**** The data

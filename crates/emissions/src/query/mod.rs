//! Query pipeline: extraction, gap filling and report assembly.
//!
//! ```text
//!   EmissionDataset ──► extract ──► Series::normalize ──► ReportTable
//!        (borrowed)      (sparse)      (one per year)
//! ```

mod accessor;
mod config;
mod extract;
mod normalize;
mod range;
mod report;

pub use accessor::{Catalog, CatalogEntry, DatasetAccessor};
pub use config::{MISSING_VALUE, QueryConfig, UnparsableYearPolicy};
pub use extract::{Dimension, by_region, by_source, extract};
pub use normalize::Series;
pub use range::{YearRange, resolve_year_range};
pub use report::{ReportKind, ReportTable};

use crate::dataset::EmissionDataset;
use crate::error::Result;

/// Run the full pipeline for one dimension and year range.
pub fn run_report(
    dataset: &EmissionDataset,
    dimension: &Dimension,
    range: YearRange,
    config: &QueryConfig,
) -> Result<ReportTable> {
    let (kind, subject) = match dimension {
        Dimension::Region { ordinal } => {
            let name = DatasetAccessor::new(dataset).region_name(*ordinal)?;
            (ReportKind::ByRegion, name.to_string())
        }
        Dimension::Source { description } => (ReportKind::BySource, description.clone()),
    };

    let rows = extract(dataset, dimension, range, config)?
        .into_iter()
        .map(|(label, raw)| (label, raw.normalize(range, &config.placeholder)))
        .collect();

    Ok(ReportTable::build(kind, subject, range, rows))
}
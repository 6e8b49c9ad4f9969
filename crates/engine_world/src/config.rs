//! World and sizing configuration.

use serde::{Deserialize, Serialize};

use crate::error::{Result, WorldError};

/// Default identifier-space size of every world and component store.
pub const DEFAULT_SIZE: usize = 100_000;

/// Default fraction of the world size that must be waiting in the removed
/// queue before automatic recycling starts reusing ids.
pub const DEFAULT_REMOVED_REUSE_THRESHOLD: f64 = 0.01;

/// Configuration for a single world.
#[derive(Debug, Clone, Default, PartialEq, Serialize, Deserialize)]
#[serde(default)]
pub struct WorldConfig {
    /// Explicit identifier-space size. Defaults to the universe's global size.
    pub size: Option<usize>,
    /// Hold freed ids until [`Universe::flush_removed_entities`] is called
    /// instead of recycling them automatically.
    ///
    /// [`Universe::flush_removed_entities`]: crate::Universe::flush_removed_entities
    pub manual_entity_recycling: bool,
}

impl WorldConfig {
    /// Create a config with automatic recycling and the global size.
    #[must_use]
    pub fn new() -> Self {
        Self::default()
    }

    /// Override the identifier-space size for this world.
    #[must_use]
    pub fn with_size(mut self, size: usize) -> Self {
        self.size = Some(size);
        self
    }

    /// Enable manual entity recycling.
    #[must_use]
    pub fn with_manual_entity_recycling(mut self) -> Self {
        self.manual_entity_recycling = true;
        self
    }
}

/// Process-wide sizing and recycling defaults held by a [`Universe`].
///
/// [`Universe`]: crate::Universe
#[derive(Debug, Clone, Copy, PartialEq, Serialize, Deserialize)]
#[serde(default)]
pub struct SizingPolicy {
    /// Identifier-space size given to new worlds and restored by
    /// [`Universe::reset_globals`](crate::Universe::reset_globals).
    pub default_size: usize,
    /// Fraction (0..=1) of a world's size that must be queued as removed
    /// before automatic recycling reuses ids. Set it to a share of the size
    /// you would never add and remove within a single frame.
    pub removed_reuse_threshold: f64,
}

impl Default for SizingPolicy {
    fn default() -> Self {
        Self {
            default_size: DEFAULT_SIZE,
            removed_reuse_threshold: DEFAULT_REMOVED_REUSE_THRESHOLD,
        }
    }
}

impl SizingPolicy {
    /// Parse a policy from JSON. Missing fields take their defaults.
    pub fn from_json(json: &str) -> Result<Self> {
        let policy: Self = serde_json::from_str(json)?;
        policy.validate()?;
        Ok(policy)
    }

    /// Checks that the size is addressable and the threshold is a fraction.
    pub fn validate(&self) -> Result<()> {
        validate_size(self.default_size)?;
        validate_threshold(self.removed_reuse_threshold)
    }
}

pub(crate) fn validate_size(size: usize) -> Result<()> {
    // Ids run from 0 to size - 1; u32::MAX stays reserved for Entity::INVALID.
    if size > u32::MAX as usize {
        return Err(WorldError::InvalidSize(size));
    }
    Ok(())
}

pub(crate) fn validate_threshold(threshold: f64) -> Result<()> {
    if !(0.0..=1.0).contains(&threshold) {
        return Err(WorldError::InvalidThreshold(threshold));
    }
    Ok(())
}

#[cfg(test)]
mod tests {
    use super::*;

    #[test]
    fn test_world_config_builder() {
        let config = WorldConfig::new().with_size(64).with_manual_entity_recycling();
        assert_eq!(config.size, Some(64));
        assert!(config.manual_entity_recycling);
    }

    #[test]
    fn test_world_config_defaults() {
        let config = WorldConfig::default();
        assert_eq!(config.size, None);
        assert!(!config.manual_entity_recycling);
    }

    #[test]
    fn test_sizing_policy_defaults() {
        let policy = SizingPolicy::default();
        assert_eq!(policy.default_size, 100_000);
        assert!((policy.removed_reuse_threshold - 0.01).abs() < f64::EPSILON);
        assert!(policy.validate().is_ok());
    }

    #[test]
    fn test_sizing_policy_from_partial_json() {
        let policy = SizingPolicy::from_json(r#"{ "default_size": 5000 }"#).unwrap();
        assert_eq!(policy.default_size, 5000);
        assert!((policy.removed_reuse_threshold - DEFAULT_REMOVED_REUSE_THRESHOLD).abs() < f64::EPSILON);
    }

    #[test]
    fn test_sizing_policy_rejects_bad_threshold() {
        let err = SizingPolicy::from_json(r#"{ "removed_reuse_threshold": 1.5 }"#).unwrap_err();
        assert!(matches!(err, WorldError::InvalidThreshold(_)));

        assert!(validate_threshold(f64::NAN).is_err());
    }

    #[test]
    fn test_sizing_policy_rejects_malformed_json() {
        let err = SizingPolicy::from_json("{ default_size: ").unwrap_err();
        assert!(matches!(err, WorldError::Config(_)));
    }

    #[test]
    fn test_world_config_json() {
        let config: WorldConfig =
            serde_json::from_str(r#"{ "manual_entity_recycling": true }"#).unwrap();
        assert_eq!(config, WorldConfig::new().with_manual_entity_recycling());
    }
}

********

| Task prompt |
How many lines of the entries above include the word "Serialize"? Reply with the number alone.

| Answer to this problem |
3